**How to complete this task**: Write out each line of the records that has "SUCCESS" in it.

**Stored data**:
//! Startup helpers for the `CoCreate.AI` server.

use std::process::ExitCode;
use std::sync::Arc;

use crate::config::CoCreateConfig;
use crate::server::{self, AppState};

/// Install the global `tracing` subscriber (`RUST_LOG` plus an `INFO` floor).
pub fn init_tracing() {
    let _ = tracing_subscriber::fmt()
        .with_env_filter(
            tracing_subscriber::EnvFilter::from_default_env()
                .add_directive(tracing::Level::INFO.into()),
        )
        .try_init();
}

/// Run the server (used by the `cocreate-server` binary).
///
/// # Returns
/// `ExitCode::SUCCESS` on graceful shutdown, `1` on failure.
#[must_use]
pub fn run() -> ExitCode {
    init_tracing();

    tracing::info!("Starting CoCreate.AI v{}", env!("CARGO_PKG_VERSION"));

    let state = match initialize(CoCreateConfig::from_env()) {
        Ok(s) => s,
        Err(e) => {
            tracing::error!("Failed to create state: {e}");
            return ExitCode::from(1);
        }
    };

    let port = state.config.port;

    let rt = match tokio::runtime::Runtime::new() {
        Ok(rt) => rt,
        Err(e) => {
            tracing::error!("Failed to create runtime: {e}");
            return ExitCode::from(1);
        }
    };

    if let Err(e) = rt.block_on(server::run_server_with_shutdown(state, port, shutdown_signal())) {
        tracing::error!("Server error: {e}");
        return ExitCode::from(1);
    }

    tracing::info!("Server stopped");
    ExitCode::SUCCESS
}

/// Validate the configuration and build the application state.
///
/// # Errors
/// Returns an error if the configuration is invalid or state creation fails.
pub fn initialize(config: CoCreateConfig) -> Result<Arc<AppState>, Box<dyn std::error::Error + Send + Sync>> {
    config.validate()?;

    if config.openrouter_api_key.is_none() {
        tracing::warn!("OPENROUTER_API_KEY is not set; the proxy will answer with a configuration error");
    }
    if config.gemini_api_key.is_none() {
        tracing::warn!("GEMINI_API_KEY is not set; the stream function will answer with an error");
    }
    tracing::info!("OpenRouter upstream: {}", config.openrouter_url);

    Ok(AppState::new(config)?)
}

async fn shutdown_signal() {
    if let Err(e) = tokio::signal::ctrl_c().await {
        tracing::error!("Failed to listen for Ctrl+C: {e}");
        std::future::pending::<()>().await;
    }
    tracing::info!("Shutdown signal received");
}
//! Types for messages and persisted conversations.

use chrono::{DateTime, Utc};
use serde::{Deserialize, Serialize};

use crate::ids::{ConversationId, MessageId};
use crate::modes::Mode;

/// Maximum number of characters kept in a conversation preview.
pub const PREVIEW_CHARS: usize = 60;

/// Author of a message.
#[derive(Clone, Copy, Debug, PartialEq, Eq, Serialize, Deserialize)]
#[serde(rename_all = "lowercase")]
pub enum Role {
    /// The human.
    User,
    /// The assistant.
    Ai,
}

/// Attachment as shown in the transcript.
#[derive(Clone, Debug, PartialEq, Eq, Serialize, Deserialize)]
#[serde(rename_all = "camelCase")]
pub struct AttachmentRef {
    /// Preview URL.
    pub url: String,
    /// File name shown to the user.
    pub display_name: String,
}

/// A single chat message.
#[derive(Clone, Debug, PartialEq, Serialize, Deserialize)]
#[serde(rename_all = "camelCase")]
pub struct Message {
    /// Unique identifier.
    pub id: MessageId,
    /// Author.
    pub role: Role,
    /// Text content.
    pub content: String,
    /// Attached files, in upload order.
    #[serde(default)]
    pub attachments: Vec<AttachmentRef>,
    /// Creation time.
    pub created_at: DateTime<Utc>,
}

impl Message {
    /// Create a user message.
    #[must_use]
    pub fn user(content: impl Into<String>, attachments: Vec<AttachmentRef>) -> Self {
        Self {
            id: MessageId::new(),
            role: Role::User,
            content: content.into(),
            attachments,
            created_at: Utc::now(),
        }
    }

    /// Create an assistant message with empty content.
    #[must_use]
    pub fn placeholder() -> Self {
        Self {
            id: MessageId::new(),
            role: Role::Ai,
            content: String::new(),
            attachments: Vec::new(),
            created_at: Utc::now(),
        }
    }
}

/// A persisted snapshot of a finished exchange.
#[derive(Clone, Debug, PartialEq, Serialize, Deserialize)]
#[serde(rename_all = "camelCase")]
pub struct Conversation {
    /// Unique identifier.
    pub id: ConversationId,
    /// Snapshot time.
    pub created_at: DateTime<Utc>,
    /// Persona used for the exchange.
    pub mode: Mode,
    /// Truncated text of the first message.
    pub preview_text: String,
    /// Messages, oldest first. Never empty.
    pub messages: Vec<Message>,
}

impl Conversation {
    /// Snapshot a message list.
    ///
    /// Returns `None` for an empty list.
    #[must_use]
    pub fn snapshot(mode: Mode, messages: &[Message]) -> Option<Self> {
        let first = messages.first()?;
        Some(Self {
            id: ConversationId::new(),
            created_at: Utc::now(),
            mode,
            preview_text: preview_of(&first.content),
            messages: messages.to_vec(),
        })
    }
}

/// Newest-first list of conversations.
pub type HistoryLog = Vec<Conversation>;

fn preview_of(text: &str) -> String {
    let trimmed = text.trim();
    if trimmed.chars().count() <= PREVIEW_CHARS {
        return trimmed.to_string();
    }
    let mut preview: String = trimmed.chars().take(PREVIEW_CHARS).collect();
    preview.push('…');
    preview
}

**Response for this exercise**:
/// `ExitCode::SUCCESS` on graceful shutdown, `1` on failure.
    ExitCode::SUCCESS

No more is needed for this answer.